Maricopa County spokesman Ron Coleman said the issue isn’t on the agenda any time soon for the Board of Supervisors to consider. School districts generally have been following state and county COVID-19 health guidelines.
Coleman noted that when it would come to an inoculation mandate for staff, district officials probably would be making the call.
“Local school boards generally have governing jurisdiction over their schools,” said Coleman, adding the county is following guidelines set by the U.S. Food and Drug Administration and the Centers for Disease Control and Prevention.
Spokeswoman Heidi Vega of the Arizona School Boards Association agreed that it is up to individual districts to decide.
“We believe currently it is a local district decision whether to require teachers and/ or staff be vaccinated as a condition of working, so long as exceptions are made for medical reasons and accommodations under the ADA,” Vega said.
“We would represent the interests of ASBA at the Legislature to keep this local authority,” she added.
School districts that choose to require mandatory vaccinations must first create a process where employees can apply for an exemption based on an ADA disability or a sincerely held religious belief, barring undue hardship to a district, according to the memo.
Exemptions make sense, Hutchinson said, noting students are required to get certain types of vaccinations but their parents can seek exemptions for religious, medical or other reasons.
Hutchinson also said she would think many teachers would have no problem with a mandate.
“I think we can make reasonable accommodations but I also think that if we have the vaccine … they are willing to risk their life in order to teach kids personally,” she said.

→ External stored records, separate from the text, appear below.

//! Configuration file support for inkboard.
//!
//! This module handles loading and validating user settings from the configuration file
//! located at `~/.config/inkboard/config.toml`. Settings include the starting brush,
//! theme backgrounds, canvas sizing and export defaults.
//!
//! If no config file exists, sensible defaults are used automatically.

pub mod enums;
pub mod types;

// Re-export commonly used types at module level
pub use enums::{ColorSpec, ThemeName};
pub use types::{CanvasConfig, DrawingConfig, ExportConfig, ThemeConfig};

use crate::util::MAX_CANVAS_DIMENSION;
use anyhow::{Context, Result};
use log::{debug, info};
use schemars::JsonSchema;
use serde::{Deserialize, Serialize};
use std::fs;
use std::path::{Path, PathBuf};

/// Main configuration structure containing all user settings.
///
/// This is the root configuration type that gets deserialized from the TOML file.
/// All fields have sensible defaults and will use those if not specified in the config file.
///
/// # Example TOML
/// ```toml
/// [drawing]
/// default_color = "black"
/// default_width = 5.0
///
/// [theme]
/// default_theme = "dark"
///
/// [canvas]
/// max_width_fraction = 0.95
/// max_height_fraction = 0.7
///
/// [export]
/// default_file_name = "my_drawing"
/// save_directory = "~/Pictures/Inkboard"
/// ```
#[derive(Debug, Clone, Serialize, Deserialize, Default, JsonSchema)]
pub struct Config {
    /// Brush defaults (color, width)
    #[serde(default)]
    pub drawing: DrawingConfig,

    /// Light/dark background settings
    #[serde(default)]
    pub theme: ThemeConfig,

    /// Canvas aspect ratio and viewport fitting
    #[serde(default)]
    pub canvas: CanvasConfig,

    /// PNG export defaults
    #[serde(default)]
    pub export: ExportConfig,
}

impl Config {
    /// Validates and clamps all configuration values to acceptable ranges.
    ///
    /// Invalid values are clamped to the nearest valid value (or reset to the
    /// default when not a number) and a warning is logged.
    ///
    /// Validated ranges:
    /// - `default_width`: 1.0 - 100.0
    /// - `logical_width` / `logical_height`: 1 - 8192
    /// - `max_width_fraction` / `max_height_fraction`: 0.1 - 1.0
    pub fn validate_and_clamp(&mut self) {
        // Width: 1.0 - 100.0
        self.drawing.default_width = clamp_setting(
            "default_width",
            self.drawing.default_width,
            1.0,
            100.0,
            types::default_width(),
        );

        // Logical size: 1 - MAX_CANVAS_DIMENSION
        for (name, value) in [
            ("logical_width", &mut self.canvas.logical_width),
            ("logical_height", &mut self.canvas.logical_height),
        ] {
            if !(1..=MAX_CANVAS_DIMENSION).contains(&*value) {
                log::warn!(
                    "Invalid {} {}, clamping to 1-{} range",
                    name,
                    value,
                    MAX_CANVAS_DIMENSION
                );
                *value = (*value).clamp(1, MAX_CANVAS_DIMENSION);
            }
        }

        // Viewport fractions: 0.1 - 1.0
        self.canvas.max_width_fraction = clamp_setting(
            "max_width_fraction",
            self.canvas.max_width_fraction,
            0.1,
            1.0,
            types::default_max_width_fraction(),
        );
        self.canvas.max_height_fraction = clamp_setting(
            "max_height_fraction",
            self.canvas.max_height_fraction,
            0.1,
            1.0,
            types::default_max_height_fraction(),
        );

        // Colors must parse; fall back to defaults otherwise
        if self.drawing.default_color.parse().is_none() {
            log::warn!(
                "Invalid default_color {:?}, falling back to default",
                self.drawing.default_color
            );
            self.drawing.default_color = DrawingConfig::default().default_color;
        }
        let theme_defaults = ThemeConfig::default();
        if self.theme.light_background.parse().is_none() {
            log::warn!(
                "Invalid light_background {:?}, falling back to default",
                self.theme.light_background
            );
            self.theme.light_background = theme_defaults.light_background;
        }
        if self.theme.dark_background.parse().is_none() {
            log::warn!(
                "Invalid dark_background {:?}, falling back to default",
                self.theme.dark_background
            );
            self.theme.dark_background = theme_defaults.dark_background;
        }

        if self.export.default_file_name.trim().is_empty() {
            log::warn!("Blank default_file_name, falling back to default");
            self.export.default_file_name = types::default_file_name();
        }
    }

    /// Returns the path to the configuration file.
    ///
    /// The config file is located at `~/.config/inkboard/config.toml`.
    ///
    /// # Errors
    /// Returns an error if the config directory cannot be determined (e.g., HOME not set).
    pub fn get_config_path() -> Result<PathBuf> {
        let config_dir = dirs::config_dir()
            .context("Could not find config directory")?
            .join("inkboard");

        Ok(config_dir.join("config.toml"))
    }

    /// Loads configuration from file, or returns defaults if not found.
    ///
    /// Attempts to read and parse the config file at `~/.config/inkboard/config.toml`.
    /// If the file doesn't exist, returns a Config with default values.
    ///
    /// # Errors
    /// Returns an error if:
    /// - The config directory path cannot be determined
    /// - The file exists but cannot be read
    /// - The file exists but contains invalid TOML syntax
    pub fn load() -> Result<Self> {
        let config_path = Self::get_config_path()?;

        if !config_path.exists() {
            info!("Config file not found, using defaults");
            debug!("Expected config at: {}", config_path.display());
            return Ok(Self::default());
        }

        Self::load_from(&config_path)
    }

    /// Loads and validates the configuration at `config_path`.
    pub fn load_from(config_path: &Path) -> Result<Self> {
        let config_str = fs::read_to_string(config_path)
            .with_context(|| format!("Failed to read config from {}", config_path.display()))?;

        let mut config: Config = toml::from_str(&config_str)
            .with_context(|| format!("Failed to parse config from {}", config_path.display()))?;

        // Validate and clamp values to acceptable ranges
        config.validate_and_clamp();

        info!("Loaded config from {}", config_path.display());
        debug!("Config: {:?}", config);

        Ok(config)
    }

    /// Creates a default configuration file with documentation comments.
    ///
    /// Writes the example config from `config.example.toml` to the user's config directory.
    ///
    /// # Errors
    /// Returns an error if:
    /// - A config file already exists at the target path
    /// - The config directory cannot be created
    /// - The file cannot be written
    pub fn create_default_file() -> Result<PathBuf> {
        let config_path = Self::get_config_path()?;

        if config_path.exists() {
            return Err(anyhow::anyhow!(
                "Config file already exists at {}",
                config_path.display()
            ));
        }

        // Create directory
        if let Some(parent) = config_path.parent() {
            fs::create_dir_all(parent)?;
        }

        fs::write(&config_path, EXAMPLE_CONFIG)?;

        info!("Created default config at {}", config_path.display());
        Ok(config_path)
    }

    /// JSON schema describing the configuration file.
    pub fn json_schema() -> schemars::Schema {
        schemars::schema_for!(Config)
    }
}

/// Documented example configuration shipped with the crate.
pub const EXAMPLE_CONFIG: &str = include_str!("../../config.example.toml");

fn clamp_setting(name: &str, value: f64, min: f64, max: f64, default: f64) -> f64 {
    if !value.is_finite() {
        log::warn!("Invalid {} {}, using default {:.2}", name, value, default);
        return default;
    }
    if !(min..=max).contains(&value) {
        log::warn!(
            "Invalid {} {:.2}, clamping to {:.1}-{:.1} range",
            name,
            value,
            min,
            max
        );
        return value.clamp(min, max);
    }
    value
}

#[cfg(test)]
mod tests {
    use super::*;
    use crate::draw::{BLACK, Color};
    use crate::input::Theme;
    use crate::util::CanvasSize;

    #[test]
    fn defaults_match_builtin_behavior() {
        let config = Config::default();

        assert_eq!(config.drawing.default_color.to_color(), BLACK);
        assert_eq!(config.drawing.default_width, 5.0);
        assert_eq!(Theme::from(config.theme.default_theme), Theme::Light);
        assert_eq!(config.theme.palette(), crate::input::ThemePalette::default());
        assert_eq!(config.canvas.layout(), crate::util::CanvasLayout::default());
        assert_eq!(config.export.default_file_name, "my_drawing");
    }

    #[test]
    fn example_config_parses_to_defaults() {
        let mut config: Config = toml::from_str(EXAMPLE_CONFIG).unwrap();
        config.validate_and_clamp();

        assert_eq!(config.drawing.default_width, 5.0);
        assert_eq!(config.canvas.logical_width, 800);
        assert_eq!(config.canvas.logical_height, 500);
        assert_eq!(config.export.default_file_name, "my_drawing");
    }

    #[test]
    fn partial_config_fills_in_defaults() {
        let config: Config = toml::from_str(
            r#"
            [drawing]
            default_color = [255, 128, 0]

            [theme]
            default_theme = "dark"
            "#,
        )
        .unwrap();

        assert_eq!(
            config.drawing.default_color.to_color(),
            Color::from_rgb8(255, 128, 0)
        );
        assert_eq!(config.drawing.default_width, 5.0);
        assert_eq!(Theme::from(config.theme.default_theme), Theme::Dark);
        assert_eq!(config.canvas.max_width_fraction, 0.95);
    }

    #[test]
    fn out_of_range_values_are_clamped() {
        let mut config: Config = toml::from_str(
            r#"
            [drawing]
            default_width = 500.0

            [canvas]
            logical_width = 0
            max_width_fraction = 0.01
            max_height_fraction = 3.0
            "#,
        )
        .unwrap();

        config.validate_and_clamp();

        assert_eq!(config.drawing.default_width, 100.0);
        assert_eq!(config.canvas.logical_width, 1);
        assert_eq!(config.canvas.max_width_fraction, 0.1);
        assert_eq!(config.canvas.max_height_fraction, 1.0);
        assert_eq!(
            config.canvas.layout().logical_size,
            CanvasSize::new(1, 500)
        );
    }

    #[test]
    fn invalid_colors_and_names_fall_back() {
        let mut config: Config = toml::from_str(
            r##"
            [drawing]
            default_color = "not-a-color"

            [theme]
            dark_background = "#zzzzzz"

            [export]
            default_file_name = "   "
            "##,
        )
        .unwrap();

        config.validate_and_clamp();

        assert_eq!(config.drawing.default_color.to_color(), BLACK);
        assert_eq!(config.theme.palette().dark_background.to_string(), "#1a1a1a");
        assert_eq!(config.export.default_file_name, "my_drawing");
    }

    #[test]
    fn unknown_theme_is_a_parse_error() {
        let result: Result<Config, _> = toml::from_str("[theme]\ndefault_theme = \"sepia\"\n");
        assert!(result.is_err());
    }

    #[test]
    fn load_from_reports_missing_file() {
        let dir = tempfile::tempdir().unwrap();
        let err = Config::load_from(&dir.path().join("missing.toml")).unwrap_err();
        assert!(err.to_string().contains("Failed to read config"));
    }

    #[test]
    fn load_from_reads_and_validates() {
        let dir = tempfile::tempdir().unwrap();
        let path = dir.path().join("config.toml");
        fs::write(&path, "[drawing]\ndefault_width = 0.5\n").unwrap();

        let config = Config::load_from(&path).unwrap();
        assert_eq!(config.drawing.default_width, 1.0);
    }

    #[test]
    fn schema_names_every_section() {
        let schema = serde_json::to_value(Config::json_schema()).unwrap();
        let properties = schema["properties"].as_object().unwrap();
        for section in ["drawing", "theme", "canvas", "export"] {
            assert!(properties.contains_key(section), "missing {section}");
        }
    }
}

“I think a lot of teachers would be very willing,” Hutchinson added, noting teachers already must submit to fingerprinting and background checks just to get their job.
If a district cannot exempt an employee or there are no possible reasonable accommodations – such as working from home for those who claim a disability or religious belief – “it would be lawful for the employer to exclude the employee from the workplace,” the Trust advises.
However, “this doesn’t mean the employer may automatically terminate the worker,” the memo stated. “Employers will need to determine if any other rights apply under the Equal Employment Opportunity laws or other federal, state and local authorities.”
The Trust’s December memo also weighed in on mandatory vaccination for students, advising that school districts should first seek guidance from the state before moving forward on that.
“It is unclear whether a school district may require students to be vaccinated against COVID-19 without specific authorization from ADHS or a local health department,” the memo said.
“State law indicates that ADHS, in conjunction with the superintendent of public instruction, is responsible for developing documentary proof standards for evidence of vaccination.”
The memo also noted that at this time, the state health department has indicated there were no plans to revise the regulations regarding required immunizations for students.
And because none of the available vaccines are approved for children 16 and younger, it may be some time before schools would need to consider whether to require all students to be immunized, according to the memo.
Asked if the state Health Services Department will make a COVID-19 vaccination mandatory for students once a vaccine becomes available for them, spokeswoman Holly Poynter said her department “will continue to monitor the recommendations issued by the (CDC’s) Advisory Committee on Immunization Practices as the data is updated.”
The Arizona Department of Education for now has no position on mandatory COVID-19 vaccination for students like for measles and mumps before enrolling in school, said spokesman Richie Taylor.
He said that the department will await guidance from federal and state health officials.